In Granholm the Court split 5:4, but not along the usual ideological lines. In the majority were Kennedy, Scalia, Souter, Ginsburg, and Breyer; the dissenters were Stevens, O’Connor, Thomas, and Rehnquist — the dissent encompassed both extremes of the Court. The numbers on the current Court look similar, as the following figure shows.
That Alito and Sotomayor were closely aligned in this case was apparent not just from the numbers but also from the content of the argument. Early in the argument, Alito stepped in to buttress Sotomayor’s arguments and questions of Petitioner, a retailers’ association suing to prevent the state agency from granting licenses to the out-of-state retailers. Alito asked “what is the — the basis for thinking that the purpose of or a purpose of Section 2 of the Twenty-First Amendment was to authorize the states in this one area, dealing with alcohol, to engage in protectionist activities that wouldn’t be permitted with respect to any other commodity?”
Despite the predictions of our model, we think that Kavanaugh and Kagan are in agreement in this case. Kavanaugh argued persuasively that the Twenty-First Amendment gave states and localities the power to remain dry, but not to discriminate. Borrowing Kagan’s phrasing, he pointed out that otherwise, “the sky is the limit” in permitted discrimination.
We don’t predict another 5:4 ruling in the Tennessee case. Gorsuch, Breyer, and Kagan (and very briefly, Roberts) all raised concerns regarding the slippery slope of finding for Respondents here, asking what is to stop the Amazon of wine retailers from operating and making the Twenty-First Amendment redundant? But Kagan and Breyer also made similar arguments in challenge to Petitioner, querying what is to stop more and more protectionism if this level of discrimination is permitted. Breyer asked “Suppose you [require that a]ny liquor store has to use paint made in Tennessee, asphalt made in Tennessee for the parking lot, neon — you know, I can go on.”
Breyer also wrung his hands about not wanting to upset the history of extensive permitted state regulation of these matters, but Granholm also gave him a chance to let these and the pragmatic concerns sway him, and he took the other side.

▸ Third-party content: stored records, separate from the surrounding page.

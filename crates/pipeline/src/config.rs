//! Run configuration.
//!
//! [`RunConfig`] is plain data: it deserialises from the optional TOML file the
//! CLI loads (every field has a default) and is validated once before a run
//! starts. Loading the file is the CLI's job; this crate performs no I/O.

use std::time::Duration;

use serde::{Deserialize, Serialize};

use crate::ConfigError;

/// How Analysis Planning judges commit messages.
#[derive(Debug, Clone, Copy, PartialEq, Eq, Default, Serialize, Deserialize)]
#[serde(rename_all = "kebab-case")]
pub enum PlanningMode {
    /// Deterministic heuristics only. Never calls the model.
    #[default]
    Heuristic,
    /// Ask the model first; fall back to heuristics on any failure.
    ModelAssisted,
}

/// How commits are grouped into change entries.
#[derive(Debug, Clone, Copy, PartialEq, Eq, Default, Serialize, Deserialize)]
#[serde(rename_all = "kebab-case")]
pub enum GroupingStrategy {
    /// One change entry per commit.
    #[default]
    PerCommit,
    /// Commits with identical normalised subject lines share one entry.
    IdenticalSubject,
}

/// Bounded exponential back-off for model calls.
#[derive(Debug, Clone, PartialEq, Serialize, Deserialize)]
#[serde(default)]
pub struct RetryConfig {
    /// Total attempts including the first one.
    pub max_attempts: u32,
    pub initial_backoff_ms: u64,
    pub backoff_multiplier: f64,
    pub max_backoff_ms: u64,
    /// Per-attempt timeout; an attempt that exceeds it counts as transient.
    pub attempt_timeout_secs: u64,
}

impl Default for RetryConfig {
    fn default() -> Self {
        Self {
            max_attempts: 3,
            initial_backoff_ms: 500,
            backoff_multiplier: 2.0,
            max_backoff_ms: 8_000,
            attempt_timeout_secs: 60,
        }
    }
}

impl RetryConfig {
    pub fn initial_backoff(&self) -> Duration {
        Duration::from_millis(self.initial_backoff_ms)
    }

    pub fn max_backoff(&self) -> Duration {
        Duration::from_millis(self.max_backoff_ms)
    }

    pub fn attempt_timeout(&self) -> Duration {
        Duration::from_secs(self.attempt_timeout_secs)
    }

    /// Back-off to wait after the attempt numbered `attempt` (1-based) failed.
    pub fn backoff_after(&self, attempt: u32) -> Duration {
        let exponent = attempt.saturating_sub(1).min(30) as i32;
        let millis = self.initial_backoff_ms as f64 * self.backoff_multiplier.powi(exponent);
        let capped = millis.min(self.max_backoff_ms as f64).max(0.0);
        Duration::from_millis(capped as u64)
    }
}

/// Policy knobs for one run.
#[derive(Debug, Clone, PartialEq, Serialize, Deserialize)]
#[serde(default)]
pub struct RunConfig {
    /// Worker-pool size for Code Context and Analysis.
    pub concurrency: usize,
    /// Run-level deadline. When it elapses the document is rendered incomplete.
    pub run_timeout_secs: u64,
    /// Diffs above this size are skipped as too large.
    pub max_diff_bytes: usize,
    /// Upper bound on the diff excerpt attached to a commit.
    pub excerpt_chars: usize,
    pub planning: PlanningMode,
    pub grouping: GroupingStrategy,
    pub retry: RetryConfig,
}

impl Default for RunConfig {
    fn default() -> Self {
        Self {
            concurrency: 4,
            run_timeout_secs: 600,
            max_diff_bytes: 1024 * 1024,
            excerpt_chars: 4_000,
            planning: PlanningMode::default(),
            grouping: GroupingStrategy::default(),
            retry: RetryConfig::default(),
        }
    }
}

impl RunConfig {
    pub fn run_timeout(&self) -> Duration {
        Duration::from_secs(self.run_timeout_secs)
    }

    /// Checks the invariants a run depends on.
    pub fn validate(&self) -> Result<(), ConfigError> {
        if self.concurrency == 0 {
            return Err(invalid("concurrency", "must be at least 1"));
        }
        if self.max_diff_bytes == 0 {
            return Err(invalid("max_diff_bytes", "must be at least 1"));
        }
        if self.excerpt_chars == 0 {
            return Err(invalid("excerpt_chars", "must be at least 1"));
        }
        if self.retry.max_attempts == 0 {
            return Err(invalid("retry.max_attempts", "must be at least 1"));
        }
        if !self.retry.backoff_multiplier.is_finite() || self.retry.backoff_multiplier < 1.0 {
            return Err(invalid(
                "retry.backoff_multiplier",
                "must be a finite number >= 1.0",
            ));
        }
        if self.retry.max_backoff_ms < self.retry.initial_backoff_ms {
            return Err(invalid(
                "retry.max_backoff_ms",
                "must not be below retry.initial_backoff_ms",
            ));
        }
        Ok(())
    }
}

fn invalid(field: &'static str, message: &str) -> ConfigError {
    ConfigError::Invalid {
        field,
        message: message.to_string(),
    }
}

We think that Kagan and Breyer will rule in favor of Respondent, and only Gorsuch and Thomas (who said nothing, just for a change) are likely to be swayed by Petitioner’s argument, even though Gorsuch is said to be a formalist.
As we have discussed elsewhere, our predictive model of oral argument works better in divided cases than in unanimous or highly lopsided decisions. If the justices mostly agree on the merits of one side, at least a few of them are going fill the vacuum and ask questions of the side they favor.
The clearest sign of how unbalanced we expect this case to be comes not from the justices, but from the advocates. By our calculations, Carter Phillips is the fifth most experienced advocate in the modern era of the Court. He sat down with 10 minutes to spare, after giving a quick conclusion and asking if the justices had any further questions. We do not believe Phillips ran out of arguments; his early exit was a sign of supreme confidence. We trust Phillips’ expert judgment and think those missing 10 minutes are the strongest signal of the likely outcome of the case.
To further examine the back and forth between the justices and the three advocates — the other two being Shay Dvoretzky for Petitioner and Illinois Solicitor General David L. Franklin as amici curiae representing multiple states in support of Petitioner — the next figure shows the cumulative speech episodes for each advocate (in various shades of blue on the bottom) and the justices as a bloc (in orange on top).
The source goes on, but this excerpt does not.